* **What you should do**: Each entry must appear in the answer exactly as given.

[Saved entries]
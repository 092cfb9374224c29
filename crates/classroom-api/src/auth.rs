use axum::{Json, body::Bytes};
use tracing::debug;

use classroom_types::api::LoginRequest;
use classroom_types::models::{Role, User};

/// Class every synthesized teacher and student belongs to.
const DEFAULT_CLASS: &str = "L3";

/// POST /api/auth/login: stub login. No password, no session; the role is
/// picked from the email alone. A missing or unreadable body yields a student.
pub async fn login(body: Bytes) -> Json<User> {
    let req: LoginRequest = serde_json::from_slice(&body).unwrap_or_default();
    let user = synthesize_user(&req.email);
    debug!("Login stub issued {} as {:?}", user.id, user.role);
    Json(user)
}

/// Deterministic email → user mapping. The email is lower-cased first, so
/// matching is case-insensitive.
pub fn synthesize_user(email: &str) -> User {
    let email = email.to_lowercase();

    if email.contains("admin") {
        User {
            id: "admin-1".into(),
            email,
            role: Role::Admin,
            classes: vec![],
        }
    } else if email.contains("prof") || email.contains("teacher") {
        User {
            id: "teacher-1".into(),
            email,
            role: Role::Teacher,
            classes: vec![DEFAULT_CLASS.into()],
        }
    } else {
        User {
            id: "student-1".into(),
            email,
            role: Role::Student,
            classes: vec![DEFAULT_CLASS.into()],
        }
    }
}

#[cfg(test)]
mod tests {
    use super::*;

    #[test]
    fn admin_match_is_case_insensitive() {
        let user = synthesize_user("ADMIN@x");
        assert_eq!(user.id, "admin-1");
        assert_eq!(user.email, "admin@x");
        assert_eq!(user.role, Role::Admin);
        assert!(user.classes.is_empty());
    }

    #[test]
    fn prof_and_teacher_are_teachers() {
        for email in ["prof.jane@x", "Teacher.Bob@x"] {
            let user = synthesize_user(email);
            assert_eq!(user.id, "teacher-1");
            assert_eq!(user.role, Role::Teacher);
            assert_eq!(user.classes, vec!["L3".to_string()]);
        }
    }

    #[test]
    fn admin_wins_over_teacher() {
        assert_eq!(synthesize_user("teacher-admin@x").role, Role::Admin);
    }

    #[test]
    fn everyone_else_is_a_student() {
        let user = synthesize_user("alice@x");
        assert_eq!(user.id, "student-1");
        assert_eq!(user.role, Role::Student);

        let anonymous = synthesize_user("");
        assert_eq!(anonymous.email, "");
        assert_eq!(anonymous.role, Role::Student);
    }
}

* **Written response**:
repository 092cfb9374224c29
filename crates/classroom-api/src/auth.rs
use axum::{Json, body::Bytes};
use tracing::debug;

use classroom_types::api::LoginRequest;
use classroom_types::models::{Role, User};

/// Class every synthesized teacher and student belongs to.
const DEFAULT_CLASS: &str = "L3";

/// POST /api/auth/login: stub login. No password, no session; the role is
/// picked from the email alone. A missing or unreadable body yields a student.
pub async fn login(body: Bytes) -> Json<User> {
    let req: LoginRequest = serde_json::from_slice(&body).unwrap_or_default();
    let user = synthesize_user(&req.email);
    debug!("Login stub issued {} as {:?}", user.id, user.role);
    Json(user)
}

/// Deterministic email → user mapping. The email is lower-cased first, so
/// matching is case-insensitive.
pub fn synthesize_user(email: &str) -> User {
    let email = email.to_lowercase();

    if email.contains("admin") {
        User {
            id: "admin-1".into(),
            email,
            role: Role::Admin,
            classes: vec![],
        }
    } else if email.contains("prof") || email.contains("teacher") {
        User {
            id: "teacher-1".into(),
            email,
            role: Role::Teacher,
            classes: vec![DEFAULT_CLASS.into()],
        }
    } else {
        User {
            id: "student-1".into(),
            email,
            role: Role::Student,
            classes: vec![DEFAULT_CLASS.into()],
        }
    }
}

#[cfg(test)]
mod tests {
    use super::*;

    #[test]
    fn admin_match_is_case_insensitive() {
        let user = synthesize_user("ADMIN@x");
        assert_eq!(user.id, "admin-1");
        assert_eq!(user.email, "admin@x");
        assert_eq!(user.role, Role::Admin);
        assert!(user.classes.is_empty());
    }

    #[test]
    fn prof_and_teacher_are_teachers() {
        for email in ["prof.jane@x", "Teacher.Bob@x"] {
            let user = synthesize_user(email);
            assert_eq!(user.id, "teacher-1");
            assert_eq!(user.role, Role::Teacher);
            assert_eq!(user.classes, vec!["L3".to_string()]);
        }
    }

    #[test]
    fn admin_wins_over_teacher() {
        assert_eq!(synthesize_user("teacher-admin@x").role, Role::Admin);
    }

    #[test]
    fn everyone_else_is_a_student() {
        let user = synthesize_user("alice@x");
        assert_eq!(user.id, "student-1");
        assert_eq!(user.role, Role::Student);

        let anonymous = synthesize_user("");
        assert_eq!(anonymous.email, "");
        assert_eq!(anonymous.role, Role::Student);
    }
}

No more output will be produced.